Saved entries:
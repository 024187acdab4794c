//! Post-login redirect validation.
//!
//! The login page round-trips a destination URL through an untrusted client
//! (query parameter, cookie, client-side redirect). Everything here exists
//! to keep that round trip from becoming an open-redirect primitive.

use url::Url;

/// Check whether a user-supplied redirect URL is safe to honor.
///
/// Rules, first match wins:
/// 1. Empty or unparseable URLs are unsafe. A purely relative path fails
///    absolute-URL parsing and is therefore unsafe by default.
/// 2. Only `http` and `https` schemes are considered.
/// 3. A hostname equal to the public URL's hostname is safe (same-origin
///    exemption, case-insensitive).
/// 4. Otherwise the hostname must match the allow-list: exact match, or a
///    true subdomain (`sub.example.com` matches `example.com`, while
///    `evilexample.com` does not).
pub fn is_allowed_redirect(
    url: &str,
    allowed_domains: Option<&str>,
    public_url: Option<&str>,
) -> bool {
    if url.is_empty() {
        return false;
    }

    let Ok(parsed) = Url::parse(url) else {
        return false;
    };

    if parsed.scheme() != "http" && parsed.scheme() != "https" {
        return false;
    }

    let Some(hostname) = parsed.host_str() else {
        return false;
    };
    let hostname = hostname.to_ascii_lowercase();

    // Same-origin exemption. An unparseable public URL falls through to the
    // allow-list check.
    if let Some(public_url) = public_url
        && let Ok(public_parsed) = Url::parse(public_url)
        && let Some(public_host) = public_parsed.host_str()
        && hostname == public_host.to_ascii_lowercase()
    {
        return true;
    }

    if let Some(allowed_domains) = allowed_domains {
        return allowed_domains
            .split(',')
            .map(|d| d.trim().to_ascii_lowercase())
            .filter(|d| !d.is_empty())
            .any(|domain| {
                hostname == domain || hostname.ends_with(&format!(".{domain}"))
            });
    }

    false
}

/// Validate a redirect URL, returning `default` when it is absent or unsafe.
pub fn safe_redirect_url(
    url: Option<&str>,
    allowed_domains: Option<&str>,
    public_url: Option<&str>,
    default: &str,
) -> String {
    match url {
        Some(url) if is_allowed_redirect(url, allowed_domains, public_url) => url.to_string(),
        _ => default.to_string(),
    }
}

#[cfg(test)]
mod tests {
    use rstest::rstest;

    use super::*;

    #[rstest]
    #[case("https://sub.example.com/x", true)]
    #[case("https://example.com/", true)]
    #[case("https://EXAMPLE.COM/", true)]
    #[case("http://example.com/path?q=1", true)]
    #[case("https://evilexample.com/", false)]
    #[case("https://evil.com/", false)]
    #[case("javascript:alert(1)", false)]
    #[case("file:///etc/passwd", false)]
    #[case("ftp://example.com/", false)]
    #[case("/dashboard", false)]
    #[case("//evil.com/x", false)]
    #[case("", false)]
    #[case("not a url", false)]
    fn allow_list_rules(#[case] url: &str, #[case] expected: bool) {
        assert_eq!(is_allowed_redirect(url, Some("example.com"), None), expected);
    }

    #[test]
    fn no_configuration_rejects_everything() {
        assert!(!is_allowed_redirect("https://example.com/", None, None));
    }

    #[test]
    fn same_origin_exemption() {
        assert!(is_allowed_redirect(
            "https://auth.mysite.io/after-login",
            None,
            Some("https://auth.mysite.io"),
        ));
        // Different host: exemption does not apply.
        assert!(!is_allowed_redirect(
            "https://other.mysite.io/",
            None,
            Some("https://auth.mysite.io"),
        ));
    }

    #[test]
    fn same_origin_is_case_insensitive() {
        assert!(is_allowed_redirect(
            "https://AUTH.MYSITE.IO/x",
            None,
            Some("https://auth.mysite.io"),
        ));
    }

    #[test]
    fn invalid_public_url_falls_through_to_allow_list() {
        assert!(is_allowed_redirect(
            "https://example.com/",
            Some("example.com"),
            Some("not a url"),
        ));
    }

    #[test]
    fn allow_list_entries_are_trimmed_and_empties_dropped() {
        assert!(is_allowed_redirect(
            "https://b.org/",
            Some(" a.com , , b.org "),
            None,
        ));
    }

    #[test]
    fn sanitize_returns_input_when_safe() {
        assert_eq!(
            safe_redirect_url(Some("https://sub.example.com/x"), Some("example.com"), None, "/"),
            "https://sub.example.com/x"
        );
    }

    #[test]
    fn sanitize_falls_back_to_default() {
        assert_eq!(safe_redirect_url(None, Some("example.com"), None, "/"), "/");
        assert_eq!(
            safe_redirect_url(Some("https://evil.com/"), Some("example.com"), None, "/home"),
            "/home"
        );
    }
}
use std::net::IpAddr;

use clap::Parser;

use portcullis::config::GatewayConfig;
use portcullis::observability;
use portcullis::routes::{AppState, build_router};

#[derive(Parser, Debug)]
#[command(version, about = "Portcullis authentication gateway", long_about = None)]
struct Args {
    /// Address to bind the listener on
    #[arg(long, env = "HOST", default_value = "0.0.0.0")]
    host: IpAddr,

    /// Port to bind the listener on
    #[arg(long, env = "PORT", default_value_t = 3000)]
    port: u16,
}

#[tokio::main]
async fn main() {
    let args = Args::parse();

    observability::init_tracing();

    let config = match GatewayConfig::from_env() {
        Ok(config) => config,
        Err(error) => {
            tracing::error!(%error, "invalid configuration");
            std::process::exit(1);
        }
    };

    tracing::info!(
        mode = %config.mode,
        pocketbase_url = %config.pocketbase_url,
        group_enforcement = config.group_field.is_some(),
        "starting gateway"
    );

    if !config.static_dir.exists() {
        tracing::warn!(path = %config.static_dir.display(), "static content directory does not exist");
    }

    let state = AppState::new(config);
    let app = build_router(state);

    let bind_addr = format!("{}:{}", args.host, args.port);
    let listener = tokio::net::TcpListener::bind(&bind_addr)
        .await
        .expect("Failed to bind to address");

    tracing::info!("Server listening on http://{}", bind_addr);

    axum::serve(listener, app)
        .with_graceful_shutdown(shutdown_signal())
        .await
        .unwrap();
}

/// Resolve on SIGINT or SIGTERM so container runtimes can stop the gateway
/// cleanly.
async fn shutdown_signal() {
    let ctrl_c = async {
        tokio::signal::ctrl_c()
            .await
            .expect("failed to install Ctrl+C handler");
    };

    #[cfg(unix)]
    let terminate = async {
        tokio::signal::unix::signal(tokio::signal::unix::SignalKind::terminate())
            .expect("failed to install signal handler")
            .recv()
            .await;
    };

    #[cfg(not(unix))]
    let terminate = std::future::pending::<()>();

    tokio::select! {
        _ = ctrl_c => {},
        _ = terminate => {},
    }

    tracing::info!("Shutdown signal received");
}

### REQUIRED WORK
Could you give the records above again, exactly and in full?

### YOUR RESPONSE
repository 024187acdab4794c
//! Post-login redirect validation.
//!
//! The login page round-trips a destination URL through an untrusted client
//! (query parameter, cookie, client-side redirect). Everything here exists
//! to keep that round trip from becoming an open-redirect primitive.

use url::Url;

/// Check whether a user-supplied redirect URL is safe to honor.
///
/// Rules, first match wins:
/// 1. Empty or unparseable URLs are unsafe. A purely relative path fails
///    absolute-URL parsing and is therefore unsafe by default.
/// 2. Only `http` and `https` schemes are considered.
/// 3. A hostname equal to the public URL's hostname is safe (same-origin
///    exemption, case-insensitive).
/// 4. Otherwise the hostname must match the allow-list: exact match, or a
///    true subdomain (`sub.example.com` matches `example.com`, while
///    `evilexample.com` does not).
pub fn is_allowed_redirect(
    url: &str,
    allowed_domains: Option<&str>,
    public_url: Option<&str>,
) -> bool {
    if url.is_empty() {
        return false;
    }

    let Ok(parsed) = Url::parse(url) else {
        return false;
    };

    if parsed.scheme() != "http" && parsed.scheme() != "https" {
        return false;
    }

    let Some(hostname) = parsed.host_str() else {
        return false;
    };
    let hostname = hostname.to_ascii_lowercase();

    // Same-origin exemption. An unparseable public URL falls through to the
    // allow-list check.
    if let Some(public_url) = public_url
        && let Ok(public_parsed) = Url::parse(public_url)
        && let Some(public_host) = public_parsed.host_str()
        && hostname == public_host.to_ascii_lowercase()
    {
        return true;
    }

    if let Some(allowed_domains) = allowed_domains {
        return allowed_domains
            .split(',')
            .map(|d| d.trim().to_ascii_lowercase())
            .filter(|d| !d.is_empty())
            .any(|domain| {
                hostname == domain || hostname.ends_with(&format!(".{domain}"))
            });
    }

    false
}

/// Validate a redirect URL, returning `default` when it is absent or unsafe.
pub fn safe_redirect_url(
    url: Option<&str>,
    allowed_domains: Option<&str>,
    public_url: Option<&str>,
    default: &str,
) -> String {
    match url {
        Some(url) if is_allowed_redirect(url, allowed_domains, public_url) => url.to_string(),
        _ => default.to_string(),
    }
}

#[cfg(test)]
mod tests {
    use rstest::rstest;

    use super::*;

    #[rstest]
    #[case("https://sub.example.com/x", true)]
    #[case("https://example.com/", true)]
    #[case("https://EXAMPLE.COM/", true)]
    #[case("http://example.com/path?q=1", true)]
    #[case("https://evilexample.com/", false)]
    #[case("https://evil.com/", false)]
    #[case("javascript:alert(1)", false)]
    #[case("file:///etc/passwd", false)]
    #[case("ftp://example.com/", false)]
    #[case("/dashboard", false)]
    #[case("//evil.com/x", false)]
    #[case("", false)]
    #[case("not a url", false)]
    fn allow_list_rules(#[case] url: &str, #[case] expected: bool) {
        assert_eq!(is_allowed_redirect(url, Some("example.com"), None), expected);
    }

    #[test]
    fn no_configuration_rejects_everything() {
        assert!(!is_allowed_redirect("https://example.com/", None, None));
    }

    #[test]
    fn same_origin_exemption() {
        assert!(is_allowed_redirect(
            "https://auth.mysite.io/after-login",
            None,
            Some("https://auth.mysite.io"),
        ));
        // Different host: exemption does not apply.
        assert!(!is_allowed_redirect(
            "https://other.mysite.io/",
            None,
            Some("https://auth.mysite.io"),
        ));
    }

    #[test]
    fn same_origin_is_case_insensitive() {
        assert!(is_allowed_redirect(
            "https://AUTH.MYSITE.IO/x",
            None,
            Some("https://auth.mysite.io"),
        ));
    }

    #[test]
    fn invalid_public_url_falls_through_to_allow_list() {
        assert!(is_allowed_redirect(
            "https://example.com/",
            Some("example.com"),
            Some("not a url"),
        ));
    }

    #[test]
    fn allow_list_entries_are_trimmed_and_empties_dropped() {
        assert!(is_allowed_redirect(
            "https://b.org/",
            Some(" a.com , , b.org "),
            None,
        ));
    }

    #[test]
    fn sanitize_returns_input_when_safe() {
        assert_eq!(
            safe_redirect_url(Some("https://sub.example.com/x"), Some("example.com"), None, "/"),
            "https://sub.example.com/x"
        );
    }

    #[test]
    fn sanitize_falls_back_to_default() {
        assert_eq!(safe_redirect_url(None, Some("example.com"), None, "/"), "/");
        assert_eq!(
            safe_redirect_url(Some("https://evil.com/"), Some("example.com"), None, "/home"),
            "/home"
        );
    }
}
use std::net::IpAddr;

use clap::Parser;

use portcullis::config::GatewayConfig;
use portcullis::observability;
use portcullis::routes::{AppState, build_router};

#[derive(Parser, Debug)]
#[command(version, about = "Portcullis authentication gateway", long_about = None)]
struct Args {
    /// Address to bind the listener on
    #[arg(long, env = "HOST", default_value = "0.0.0.0")]
    host: IpAddr,

    /// Port to bind the listener on
    #[arg(long, env = "PORT", default_value_t = 3000)]
    port: u16,
}

#[tokio::main]
async fn main() {
    let args = Args::parse();

    observability::init_tracing();

    let config = match GatewayConfig::from_env() {
        Ok(config) => config,
        Err(error) => {
            tracing::error!(%error, "invalid configuration");
            std::process::exit(1);
        }
    };

    tracing::info!(
        mode = %config.mode,
        pocketbase_url = %config.pocketbase_url,
        group_enforcement = config.group_field.is_some(),
        "starting gateway"
    );

    if !config.static_dir.exists() {
        tracing::warn!(path = %config.static_dir.display(), "static content directory does not exist");
    }

    let state = AppState::new(config);
    let app = build_router(state);

    let bind_addr = format!("{}:{}", args.host, args.port);
    let listener = tokio::net::TcpListener::bind(&bind_addr)
        .await
        .expect("Failed to bind to address");

    tracing::info!("Server listening on http://{}", bind_addr);

    axum::serve(listener, app)
        .with_graceful_shutdown(shutdown_signal())
        .await
        .unwrap();
}

/// Resolve on SIGINT or SIGTERM so container runtimes can stop the gateway
/// cleanly.
async fn shutdown_signal() {
    let ctrl_c = async {
        tokio::signal::ctrl_c()
            .await
            .expect("failed to install Ctrl+C handler");
    };

    #[cfg(unix)]
    let terminate = async {
        tokio::signal::unix::signal(tokio::signal::unix::SignalKind::terminate())
            .expect("failed to install signal handler")
            .recv()
            .await;
    };

    #[cfg(not(unix))]
    let terminate = std::future::pending::<()>();

    tokio::select! {
        _ = ctrl_c => {},
        _ = terminate => {},
    }

    tracing::info!("Shutdown signal received");
}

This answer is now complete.